Bintou Wéré, encore une histoire de visa

Premier Opéra africain à Paris
Bintou Wéré, encore une histoire de visa

Ce soir, c’est la toute première représentation de Bintou Wéré, « premier Opéra africain » comme le vante fièrement la publicité. Vendredi 25 octobre, le théâtre du Châtelet (Paris) a résonné aux sons envoûtants des kora et balafons. La salle mythique des Césars était comble.

Les musiciens surgissent d’un peu partout dans la salle sombre. Tous convergent vers l’orchestre. Ils s’installent, commencent à jouer. Percussions, flûte traversière ngoni, socu (violon traditionnel bambara), kora enchanteur... Pour certains, les larmes se mettent à couler d’elles-mêmes.

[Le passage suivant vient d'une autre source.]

/*
    Copyright © 2023, ParallelChain Lab
    Licensed under the Apache License, Version 2.0: http://www.apache.org/licenses/LICENSE-2.0
*/

//! Methods to build, open, and drive a base.
//!
//! A base is one peer's handle on a multi-writer causal log: it appends to the local writer's log,
//! reads the logs of every other writer, linearizes the DAG they form, and runs the user's
//! [`Applier`] over the linearized order to produce views.
//!
//! They key components of this module are:
//! - The builder-pattern interface to construct a [specification of the base](BaseSpec) with:
//!   1. `BaseSpec::builder` to construct a `BaseSpecBuilder`,
//!   2. The setters of the `BaseSpecBuilder`, and
//!   3. The `BaseSpecBuilder::build` method to construct a [BaseSpec],
//! - The function to [start](BaseSpec::start) a [Base] given its specification,
//! - [The type](Base) through which the library user appends, updates, and reads views.
//!
//! ## Driving a base
//!
//! A base does not spawn threads of its own (besides the event bus). Every method that changes its
//! state runs to completion on the caller's thread:
//! - [`append`](Base::append) and friends add local nodes, and immediately run an update.
//! - [`update`](Base::update) pulls whatever writer blocks have been replicated since the last call
//!   into the linearizer, and applies the change in order.
//! - [`poll_network`](Base::poll_network) consumes wakeup messages from peers.
//! - [`tick`](Base::tick) should be called periodically. It acks every few ticks, which is what makes
//!   indexers converge on a confirmed prefix when nobody is writing.
//!
//! ## Starting a base
//!
//! ```ignore
//! let base =
//!     BaseSpec::builder()
//!     .store(log_store)
//!     .kv_store(kv_store)
//!     .applier(applier)
//!     .network(network)
//!     .configuration(configuration)
//!     .on_index(index_handler)
//!     .build()
//!     .start()?;
//! ```
//!
//! ### Required setters
//!
//! - `.store(...)`
//! - `.kv_store(...)`
//! - `.applier(...)`
//! - `.network(...)`
//! - `.configuration(...)`
//!
//! ### Optional setters
//!
//! `.encryption(...)`, and the setters that register user-defined event handlers for events from
//! [crate::events]: `.on_append(...)`, `.on_apply(...)`, `.on_truncate(...)`, `.on_index(...)`,
//! `.on_sign(...)`, `.on_add_writer(...)`, `.on_remove_writer(...)`, `.on_update_indexers(...)`,
//! `.on_start_fast_forward(...)`, `.on_end_fast_forward(...)`, `.on_interrupt(...)`, and
//! `.on_error(...)`.

use std::{
    collections::{BTreeMap, BTreeSet},
    mem,
    sync::{
        mpsc::{self, Sender},
        Arc,
    },
    thread::JoinHandle,
    time::{Duration, SystemTime},
};

use rand::Rng;
use typed_builder::TypedBuilder;

use crate::{
    append_log::{AppendLog, AppendLogError, LogStore},
    applier::Applier,
    apply_state::{ApplyState, ApplyStateError},
    config::Configuration,
    encryption::BlockEncryption,
    event_bus::*,
    events::*,
    fast_forward::FastForward,
    linearizer::{node::NodeData, CorruptionError, Linearizer, LinearizerError},
    local_state::pluggables::KVStore,
    networking::{Network, WakeupMessage},
    system::{
        types::{SystemInfo, WriterInfo},
        SystemError,
    },
    types::{
        crypto_primitives::Keypair,
        data_types::{Head, LogKey},
        indexer_set::IndexerSet,
        manifest::Manifest,
        messages::REFERRER,
    },
    view::ViewSnapshot,
    view_store::{ViewStore, ViewStoreError},
    writer::{OplogCodec, Writer, WriterError},
};

/// Stores all necessary parameters and trait implementations required to run a [Base].
#[derive(TypedBuilder)]
#[builder(builder_method(doc = "
    Create a builder for building a [BaseSpec]. On the builder call the following methods to construct a valid [BaseSpec].

    Required:
    - `.store(...)`
    - `.kv_store(...)`
    - `.applier(...)`
    - `.network(...)`
    - `.configuration(...)`

    Optional:
    - `.encryption(...)`
    - `.on_append(...)`
    - `.on_apply(...)`
    - `.on_truncate(...)`
    - `.on_index(...)`
    - `.on_sign(...)`
    - `.on_add_writer(...)`
    - `.on_remove_writer(...)`
    - `.on_update_indexers(...)`
    - `.on_start_fast_forward(...)`
    - `.on_end_fast_forward(...)`
    - `.on_interrupt(...)`
    - `.on_error(...)`
"))]
pub struct BaseSpec<K: KVStore, S: LogStore, A: Applier, N: Network + 'static> {
    // Required parameters
    #[builder(setter(doc = "Set the store that opens the append logs of writers and views. Required."))]
    store: S,
    #[builder(setter(doc = "Set the key-value store that holds the base's local state. Required."))]
    kv_store: K,
    #[builder(setter(doc = "Set the application logic that turns linearized nodes into views. Required."))]
    applier: A,
    #[builder(setter(doc = "Set the implementation of wakeup gossip. Required."))]
    network: N,
    #[builder(setter(doc = "Set the [configuration](Configuration) of the base. Required."))]
    configuration: Configuration,
    // Optional parameters
    #[builder(default, setter(transform = |encryption: impl BlockEncryption + 'static| Some(Arc::new(encryption) as Arc<dyn BlockEncryption>),
    doc = "Encrypt every oplog block with `encryption`. Optional."))]
    encryption: Option<Arc<dyn BlockEncryption>>,
    #[builder(default, setter(transform = |handler: impl Fn(&AppendEvent) + Send + 'static| Some(Box::new(handler) as HandlerPtr<AppendEvent>),
    doc = "Register a handler closure to be invoked after the local writer appends. Optional."))]
    on_append: Option<HandlerPtr<AppendEvent>>,
    #[builder(default, setter(transform = |handler: impl Fn(&ApplyEvent) + Send + 'static| Some(Box::new(handler) as HandlerPtr<ApplyEvent>),
    doc = "Register a handler closure to be invoked after a batch of nodes is applied. Optional."))]
    on_apply: Option<HandlerPtr<ApplyEvent>>,
    #[builder(default, setter(transform = |handler: impl Fn(&TruncateEvent) + Send + 'static| Some(Box::new(handler) as HandlerPtr<TruncateEvent>),
    doc = "Register a handler closure to be invoked after unconfirmed nodes are undone. Optional."))]
    on_truncate: Option<HandlerPtr<TruncateEvent>>,
    #[builder(default, setter(transform = |handler: impl Fn(&IndexEvent) + Send + 'static| Some(Box::new(handler) as HandlerPtr<IndexEvent>),
    doc = "Register a handler closure to be invoked after the indexed length advances. Optional."))]
    on_index: Option<HandlerPtr<IndexEvent>>,
    #[builder(default, setter(transform = |handler: impl Fn(&SignEvent) + Send + 'static| Some(Box::new(handler) as HandlerPtr<SignEvent>),
    doc = "Register a handler closure to be invoked after a log is committed with a quorum signature. Optional."))]
    on_sign: Option<HandlerPtr<SignEvent>>,
    #[builder(default, setter(transform = |handler: impl Fn(&AddWriterEvent) + Send + 'static| Some(Box::new(handler) as HandlerPtr<AddWriterEvent>),
    doc = "Register a handler closure to be invoked after a writer is added. Optional."))]
    on_add_writer: Option<HandlerPtr<AddWriterEvent>>,
    #[builder(default, setter(transform = |handler: impl Fn(&RemoveWriterEvent) + Send + 'static| Some(Box::new(handler) as HandlerPtr<RemoveWriterEvent>),
    doc = "Register a handler closure to be invoked after a writer is removed. Optional."))]
    on_remove_writer: Option<HandlerPtr<RemoveWriterEvent>>,
    #[builder(default, setter(transform = |handler: impl Fn(&UpdateIndexersEvent) + Send + 'static| Some(Box::new(handler) as HandlerPtr<UpdateIndexersEvent>),
    doc = "Register a handler closure to be invoked after views migrate to a new indexer set. Optional."))]
    on_update_indexers: Option<HandlerPtr<UpdateIndexersEvent>>,
    #[builder(default, setter(transform = |handler: impl Fn(&StartFastForwardEvent) + Send + 'static| Some(Box::new(handler) as HandlerPtr<StartFastForwardEvent>),
    doc = "Register a handler closure to be invoked when a fast-forward starts. Optional."))]
    on_start_fast_forward: Option<HandlerPtr<StartFastForwardEvent>>,
    #[builder(default, setter(transform = |handler: impl Fn(&EndFastForwardEvent) + Send + 'static| Some(Box::new(handler) as HandlerPtr<EndFastForwardEvent>),
    doc = "Register a handler closure to be invoked when a fast-forward ends. Optional."))]
    on_end_fast_forward: Option<HandlerPtr<EndFastForwardEvent>>,
    #[builder(default, setter(transform = |handler: impl Fn(&InterruptEvent) + Send + 'static| Some(Box::new(handler) as HandlerPtr<InterruptEvent>),
    doc = "Register a handler closure to be invoked when the applier interrupts the base. Optional."))]
    on_interrupt: Option<HandlerPtr<InterruptEvent>>,
    #[builder(default, setter(transform = |handler: impl Fn(&ErrorEvent) + Send + 'static| Some(Box::new(handler) as HandlerPtr<ErrorEvent>),
    doc = "Register a handler closure to be invoked when the base closes on a fatal error. Optional."))]
    on_error: Option<HandlerPtr<ErrorEvent>>,
}

impl<K: KVStore, S: LogStore, A: Applier, N: Network + 'static> BaseSpec<K, S, A, N> {
    /// Open the local writer's log and the state its boot record points to, start the event bus,
    /// and return the [Base].
    pub fn start(mut self) -> Result<Base<K, S, A, N>, BaseError> {
        let configuration = self.configuration;
        let keypair = Keypair::new(configuration.me);
        let mut local = self.store.create(&Manifest::writer(&keypair.public()));
        let local_key = local.key();
        let bootstrap = configuration.bootstrap.unwrap_or(local_key);
        local.set_user_data(REFERRER, Some(bootstrap.bytes().to_vec()))?;

        let event_handlers = EventHandlers::new(
            configuration.log_events,
            self.on_append,
            self.on_apply,
            self.on_truncate,
            self.on_index,
            self.on_sign,
            self.on_add_writer,
            self.on_remove_writer,
            self.on_update_indexers,
            self.on_start_fast_forward,
            self.on_end_fast_forward,
            self.on_interrupt,
            self.on_error,
        );

        let (event_publisher, event_subscriber) = if !event_handlers.is_empty() {
            Some(mpsc::channel()).unzip()
        } else {
            (None, None)
        };
        let (event_bus_shutdown, event_bus_shutdown_receiver) = if !event_handlers.is_empty() {
            Some(mpsc::channel()).unzip()
        } else {
            (None, None)
        };
        let event_bus = match (event_subscriber, event_bus_shutdown_receiver) {
            (Some(event_subscriber), Some(shutdown_receiver)) => Some(start_event_bus(
                event_handlers,
                event_subscriber,
                shutdown_receiver,
            )),
            _ => None,
        };

        let encryption_id = self.encryption.as_ref().map(|encryption| encryption.id());
        let codec = OplogCodec::new(self.encryption);
        let view_store = ViewStore::new(self.store.clone(), bootstrap, encryption_id);
        let state = ApplyState::open(
            view_store,
            self.kv_store,
            local,
            keypair,
            codec.clone(),
            encryption_id,
            bootstrap,
            configuration.optimistic,
            self.applier.views(),
            event_publisher.clone(),
        )?;

        let mut base = Base {
            store: self.store,
            state,
            applier: self.applier,
            network: self.network,
            codec,
            linearizer: Linearizer::new(IndexerSet::new(), Vec::new(), []),
            writers: BTreeMap::new(),
            local_key,
            bootstrap,
            local_nodes: Vec::new(),
            optimistic: configuration.optimistic,
            fast_forward: configuration.fast_forward,
            fast_forward_minimum: configuration.fast_forward_minimum,
            fast_forward_timeout: configuration.fast_forward_timeout,
            ack_threshold: configuration.ack_threshold,
            ack_ticks: 0,
            ack_at: random_ack_threshold(configuration.ack_threshold),
            closed: false,
            event_publisher,
            event_bus,
            event_bus_shutdown,
        };
        base.reboot()?;
        Ok(base)
    }
}

/// A handle to an open base. When this value is dropped, the event bus thread is gracefully shut
/// down.
pub struct Base<K: KVStore, S: LogStore, A: Applier, N: Network + 'static> {
    store: S,
    state: ApplyState<K, S>,
    applier: A,
    network: N,
    codec: OplogCodec,
    linearizer: Linearizer,
    writers: BTreeMap<LogKey, Writer<S::Log>>,
    local_key: LogKey,
    bootstrap: LogKey,
    /// Nodes appended locally that have not been flushed to the local log yet.
    local_nodes: Vec<Arc<NodeData>>,
    optimistic: bool,
    fast_forward: bool,
    fast_forward_minimum: u64,
    fast_forward_timeout: Duration,
    ack_threshold: u64,
    ack_ticks: u64,
    ack_at: u64,
    closed: bool,
    event_publisher: Option<Sender<Event>>,
    event_bus: Option<JoinHandle<()>>,
    event_bus_shutdown: Option<Sender<()>>,
}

Les sons qui émanent de l’orchestre, mené par Zé Manel Fortes, résonnent dans le Théâtre du Châtelet, s’élèvent dans les airs, et tapissent les murs et les oreilles de la salle... un parterre d’Occidentaux est à l’écoute, du gratin au rez-de-chaussée aux jeunes surexcités du 5e étage, qui se dévissent la tête pour apercevoir un bout de tissu (pour les places les moins chères, on ne voit rien...). Les musiciens transportent leur public, le font vibrer de tout son être. C’est jouissif. Le rideau se lève, le Sénégal a la parole, le temps d’une représentation de 105 minutes.

La pièce relate l’histoire de Bintou Wéré, une jeune enfant soldate démobilisée après l’indépendance. C’est sur la place publique qu’elle révèle que tous les hommes du quartier lui sont passés dessus. Les détails ne manquent pas, elle accuse en pointant un danseur du doigt : « Toi, membré comme un âne, tu m’as fait si mal... ». Heureusement pour nos oreilles, c’est en wolof. Car chanté façon comédie musicale, ça prend d’emblée les couleurs d’une parodie d’Opéra. Peut-être que la traduction française est mal appropriée... Les danseurs semblent mimer à ce moment de longues trompes se balançant d’avant en arrière. Le théâtre du Châtelet rit... C’est pathétique. L’Africain a un sexe surdimensionné, même nos explorateurs du XIXe le disaient, alors... Le colon dira qu’il n’avait d’ailleurs que ça pour lui : son physique puissant, propice à l’esclavage.

La jeune Bintou Wéré annonce qu’elle est enceinte, mais ignore qui en est le père. Une dizaine de gaillards revendique la paternité. Un homme arrive au village, profite de la situation. Grâce au droit du sol, il prétend distribuer des visas à la mère et aux pères si l’enfant naît à Melilla, en Espagne. Le passeur propose de les aider à traverser le désert, contre tout ce qu’ils possèdent. Et mince... encore une histoire de course au visa, de clandestinité, d’hommes et de femmes qui cherchent à fuir leur pays... pour les barbelés de la forteresse Europe. Pour un vendredi soir au théâtre, ce n’est pas très dépaysant. N’y a-t-il rien d’autre en Afrique qui puisse être donné en cadeau à ce public essentiellement « gaulois », les oreilles et la bouche ouvertes, prêts à témoigner dès sa sortie de ce qu’il a vu ?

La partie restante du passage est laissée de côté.